Published online Apr 6, 2024. doi: 10.12998/wjcc.v12.i10.1778
Peer-review started: November 2, 2023
First decision: January 15, 2024
Revised: February 3, 2024
Accepted: March 5, 2024
Article in press: March 5, 2024
Published online: April 6, 2024
Processing time: 152 Days and 3.8 Hours
Rectocutaneous fistulae are common. The infection originates within the anal glands and subsequently extends into adjacent regions, ultimately resulting in fistula development. Cellular angiofibroma (CAF), also known as an angiomyofibroblastoma-like tumor, is a rare benign soft tissue neoplasm predominantly observed in the scrotum, perineum, and inguinal area in males and in the vulva in females. We describe the first documented case CAF that developed within a rectocutaneous fistula and manifested as a perineal mass.
In the outpatient setting, a 52-year-old male patient presented with a 2-year history of a growing perineal mass, accompanied by throbbing pain and minor scrotal abrasion. Physical examination revealed a soft, well-defined, non-tender mass at the left buttock that extended towards the perineum, without a visible opening.
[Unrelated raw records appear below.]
//! Buoyancy response: spring toward the surface plus drift along the flow.

use glam::Vec3;

use super::body::FloatingBody;
use crate::error::ConfigError;
use crate::ocean::{CoherentNoise, WaveField};
use crate::params::BuoyancySettings;

/// Accelerations applied during one tick, with the sample they came from
#[derive(Debug, Clone, Copy, PartialEq, Default)]
pub struct BuoyancyForces {
    /// Surface height under the body (meters)
    pub water_height: f32,

    /// `(water_height + offset) - y` (meters, + = body below rest height)
    pub vertical_diff: f32,

    /// Restoring acceleration along world up (m/s²)
    pub vertical: Vec3,

    /// Flow drift acceleration in the XZ plane (m/s²)
    pub horizontal: Vec3,
}

/// Sample the field under `body` and apply buoyancy accelerations to it
///
/// The vertical term is an undamped spring; settling comes from the body's
/// own drag. No torque is applied.
pub fn apply_buoyancy<B, N>(
    body: &mut B,
    field: &WaveField<N>,
    settings: &BuoyancySettings,
    time_s: f32,
) -> BuoyancyForces
where
    B: FloatingBody + ?Sized,
    N: CoherentNoise,
{
    let pos = body.position();
    let sample = field.sample(pos.x, pos.z, time_s);

    let vertical_diff = (sample.height + settings.height_offset_m) - pos.y;
    let vertical = Vec3::Y * (vertical_diff * settings.buoyancy_strength);
    let horizontal =
        Vec3::new(sample.flow.x, 0.0, sample.flow.y) * settings.horizontal_flow_strength;

    body.add_acceleration(vertical);
    body.add_acceleration(horizontal);

    BuoyancyForces {
        water_height: sample.height,
        vertical_diff,
        vertical,
        horizontal,
    }
}

/// Drives one floating body from a wave field, once per physics tick
#[derive(Debug, Clone)]
pub struct BuoyancyController<B> {
    body: Option<B>,
    settings: BuoyancySettings,
    warned_unbound: bool,
}

impl<B: FloatingBody> BuoyancyController<B> {
    /// Create a controller with no body bound yet
    pub fn new(settings: BuoyancySettings) -> Result<Self, ConfigError> {
        settings.validate()?;
        Ok(Self {
            body: None,
            settings,
            warned_unbound: false,
        })
    }

    /// Create a controller already driving `body`
    pub fn with_body(body: B, settings: BuoyancySettings) -> Result<Self, ConfigError> {
        let mut controller = Self::new(settings)?;
        controller.body = Some(body);
        Ok(controller)
    }

    /// Bind a body, returning the one previously bound
    pub fn bind(&mut self, body: B) -> Option<B> {
        self.warned_unbound = false;
        self.body.replace(body)
    }

    pub fn unbind(&mut self) -> Option<B> {
        self.body.take()
    }

    pub fn body(&self) -> Option<&B> {
        self.body.as_ref()
    }

    pub fn body_mut(&mut self) -> Option<&mut B> {
        self.body.as_mut()
    }

    pub fn settings(&self) -> &BuoyancySettings {
        &self.settings
    }

    /// Retune; takes effect on the next tick
    pub fn set_settings(&mut self, settings: BuoyancySettings) -> Result<(), ConfigError> {
        settings.validate()?;
        self.settings = settings;
        Ok(())
    }

    /// Apply buoyancy for the tick at `time_s`
    ///
    /// Returns `None` without touching anything when no body is bound.
    pub fn tick<N: CoherentNoise>(
        &mut self,
        field: &WaveField<N>,
        time_s: f32,
    ) -> Option<BuoyancyForces> {
        let Some(body) = self.body.as_mut() else {
            if !self.warned_unbound {
                log::warn!("Buoyancy tick skipped: no body bound");
                self.warned_unbound = true;
            }
            return None;
        };
        Some(apply_buoyancy(body, field, &self.settings, time_s))
    }
}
The initial assessment identified a soft tissue tumor, and the laboratory data were within normal ranges. Abdominal and pelvic computed tomography (CT) revealed swelling of the abscess cavity that was linked to a rectal cutaneous fistula, with a track-like lesion measuring 6 cm × 0.7 cm in the left perineal region and attached to the left rectum. Rectoscope examination found no significant inner orifices. A left medial gluteal incision revealed a thick-walled mass, which was excised along with the extending tract, and curettage was performed. Histopathological examination confirmed CAF diagnosis. The patient achieved total resolution during follow-up assessments and did not require additional hospitalization.
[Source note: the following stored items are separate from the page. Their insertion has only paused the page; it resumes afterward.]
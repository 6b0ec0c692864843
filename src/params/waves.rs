//! Wave descriptors, default presets, and wave-count limits.

use glam::Vec2;
use serde::{Deserialize, Serialize};

use crate::error::{ensure_finite, ConfigError};

/// Hard ceiling on wave count (size of the renderer's uniform array)
pub const MAX_WAVES_CEILING: usize = 32;

/// Default wave-count ceiling for a controller or field
pub const DEFAULT_MAX_WAVES: usize = 10;

/// Number of waves active after a reset to defaults
pub const DEFAULT_ACTIVE_WAVES: usize = 3;

/// One directional Gerstner wave
///
/// Packed for renderers as `[dir_x, dir_z, steepness, wavelength]`.
#[derive(Debug, Clone, Copy, PartialEq, Serialize, Deserialize)]
pub struct WaveDescriptor {
    /// Travel direction in the XZ plane (may be stored unnormalized)
    direction: Vec2,

    /// Crest sharpness (dimensionless, >= 0)
    steepness: f32,

    /// Distance between crests (meters, > 0)
    wavelength_m: f32,
}

impl WaveDescriptor {
    pub const fn new(direction: Vec2, steepness: f32, wavelength_m: f32) -> Self {
        Self {
            direction,
            steepness,
            wavelength_m,
        }
    }

    /// Build from the packed `[dir_x, dir_z, steepness, wavelength]` layout
    pub const fn from_packed(packed: [f32; 4]) -> Self {
        Self::new(Vec2::new(packed[0], packed[1]), packed[2], packed[3])
    }

    pub fn to_packed(&self) -> [f32; 4] {
        [
            self.direction.x,
            self.direction.y,
            self.steepness,
            self.wavelength_m,
        ]
    }

    /// Direction as stored
    pub fn direction(&self) -> Vec2 {
        self.direction
    }

    /// Direction normalized for evaluation
    pub fn unit_direction(&self) -> Vec2 {
        self.direction.normalize_or_zero()
    }

    pub fn steepness(&self) -> f32 {
        self.steepness
    }

    pub fn wavelength_m(&self) -> f32 {
        self.wavelength_m
    }

    /// Validate this wave; `index` is its slot, used in error reports
    pub fn validate(&self, index: usize) -> Result<(), ConfigError> {
        let finite = self.direction.is_finite()
            && self.steepness.is_finite()
            && self.wavelength_m.is_finite();
        if !finite {
            return Err(ConfigError::NonFiniteWave { index });
        }
        if self.wavelength_m <= 0.0 {
            return Err(ConfigError::NonPositiveWavelength {
                index,
                wavelength: self.wavelength_m,
            });
        }
        if self.steepness < 0.0 {
            return Err(ConfigError::NegativeSteepness {
                index,
                steepness: self.steepness,
            });
        }
        if self.direction.length_squared() == 0.0 {
            return Err(ConfigError::ZeroDirection { index });
        }
        Ok(())
    }
}

/// Default wave presets, ordered from dominant swell to fine chop
pub const DEFAULT_WAVES: [WaveDescriptor; DEFAULT_MAX_WAVES] = [
    WaveDescriptor::from_packed([1.0, 0.0, 0.5, 10.0]),
    WaveDescriptor::from_packed([0.0, 1.0, 0.25, 20.0]),
    WaveDescriptor::from_packed([1.0, 1.0, 0.15, 10.0]),
    WaveDescriptor::from_packed([0.5, 0.2, 0.2, 5.0]),
    WaveDescriptor::from_packed([0.2, 0.8, 0.1, 12.0]),
    WaveDescriptor::from_packed([0.8, -0.4, 0.3, 8.0]),
    WaveDescriptor::from_packed([-0.3, 0.6, 0.15, 15.0]),
    WaveDescriptor::from_packed([-0.7, -0.1, 0.25, 6.0]),
    WaveDescriptor::from_packed([0.4, 0.9, 0.05, 25.0]),
    WaveDescriptor::from_packed([-0.9, 0.3, 0.1, 18.0]),
];

/// Validate a wave-count ceiling
pub fn validate_max_waves(max_waves: usize) -> Result<(), ConfigError> {
    if max_waves == 0 || max_waves > MAX_WAVES_CEILING {
        return Err(ConfigError::InvalidMaxWaves {
            max: max_waves,
            ceiling: MAX_WAVES_CEILING,
        });
    }
    Ok(())
}

/// Validate a wave list against a ceiling
pub fn validate_waves(waves: &[WaveDescriptor], max_waves: usize) -> Result<(), ConfigError> {
    validate_max_waves(max_waves)?;
    if waves.len() > max_waves {
        return Err(ConfigError::TooManyWaves {
            count: waves.len(),
            max: max_waves,
        });
    }
    waves
        .iter()
        .enumerate()
        .try_for_each(|(index, wave)| wave.validate(index))
}

/// Validate a `min..=max` sampling range
pub(crate) fn validate_range(
    name: &'static str,
    (min, max): (f32, f32),
    lower_bound: f32,
    inclusive_lower: bool,
) -> Result<(), ConfigError> {
    ensure_finite(name, min)?;
    ensure_finite(name, max)?;
    let above_bound = if inclusive_lower {
        min >= lower_bound
    } else {
        min > lower_bound
    };
    if !above_bound || min > max {
        return Err(ConfigError::InvalidRange { name, min, max });
    }
    Ok(())
}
CT imaging supports perineal lesion diagnosis and management. Perineal angiofibromas, even with a cutaneous fistula, can be excised transperineally.
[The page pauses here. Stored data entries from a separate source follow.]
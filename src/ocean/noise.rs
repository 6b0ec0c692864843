//! Coherent noise sources and fractal Brownian motion.
//!
//! The wave field takes its noise source as a value, so tests can swap in a
//! flat or hand-made source and every sample stays seed-controlled.

use glam::Vec2;
use noise::{NoiseFn, Perlin};

use crate::params::NoiseConfig;

/// Smooth, deterministic 2D noise
pub trait CoherentNoise {
    /// Sample noise at a point. Returns a value in [0, 1].
    fn sample(&self, x: f32, y: f32) -> f32;

    /// Switch to a new permutation seed (no-op for unseeded sources)
    fn reseed(&mut self, _seed: u32) {}
}

/// Lattice period of the Perlin permutation table (hashes use the low 8 bits)
const PERLIN_PERIOD: f64 = 256.0;

/// Seeded Perlin noise remapped to [0, 1]
///
/// Inputs are wrapped into one lattice period, so far-away or huge
/// coordinates sample the same pattern instead of overflowing the lattice.
/// Non-finite coordinates read as the midpoint 0.5.
#[derive(Debug, Clone)]
pub struct PerlinNoise {
    perlin: Perlin,
}

impl PerlinNoise {
    pub fn new(seed: u32) -> Self {
        Self {
            perlin: Perlin::new(seed),
        }
    }
}

impl Default for PerlinNoise {
    fn default() -> Self {
        Self::new(0)
    }
}

impl CoherentNoise for PerlinNoise {
    fn sample(&self, x: f32, y: f32) -> f32 {
        if !(x.is_finite() && y.is_finite()) {
            return 0.5;
        }
        let point = [
            f64::from(x).rem_euclid(PERLIN_PERIOD),
            f64::from(y).rem_euclid(PERLIN_PERIOD),
        ];
        let value = self.perlin.get(point) as f32;
        (value * 0.5 + 0.5).clamp(0.0, 1.0)
    }

    fn reseed(&mut self, seed: u32) {
        self.perlin = Perlin::new(seed);
    }
}

/// Multi-octave noise at `p`, normalized and remapped to [-1, 1]
///
/// Each octave scales amplitude by `gain` and frequency by `lacunarity`.
/// `config` must pass `NoiseConfig::validate`: at least one octave and a
/// non-negative gain keep the weight total positive.
pub fn fbm<N: CoherentNoise + ?Sized>(noise: &N, p: Vec2, config: &NoiseConfig) -> f32 {
    let mut total = 0.0;
    let mut amplitude = 1.0;
    let mut frequency = 1.0;
    let mut max_value = 0.0;

    for _ in 0..config.octaves {
        total += noise.sample(p.x * frequency, p.y * frequency) * amplitude;
        max_value += amplitude;
        amplitude *= config.gain;
        frequency *= config.lacunarity;
    }

    ((total / max_value) * 2.0 - 1.0).clamp(-1.0, 1.0)
}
Core Tip: Although uncommon, certain typical clinical conditions, such as rectal cutaneous fistulas, may manifest in complex presentations, as demonstrated in this patient. Notably, recurrence and complications such as incontinence are frequently associated with complex fistulas and incomplete mapping. Therefore, establishing a definitive diagnosis through a precise mapping of the fistula is imperative before surgical intervention. Computed tomography imaging is useful for detecting, understanding and managing perineal lesions. Perineal angiofibromas can be removed via transperineal excision, even if linked to a rectal cutaneous fistula. In such complex cases, a personalized and careful diagnostic approach is crucial.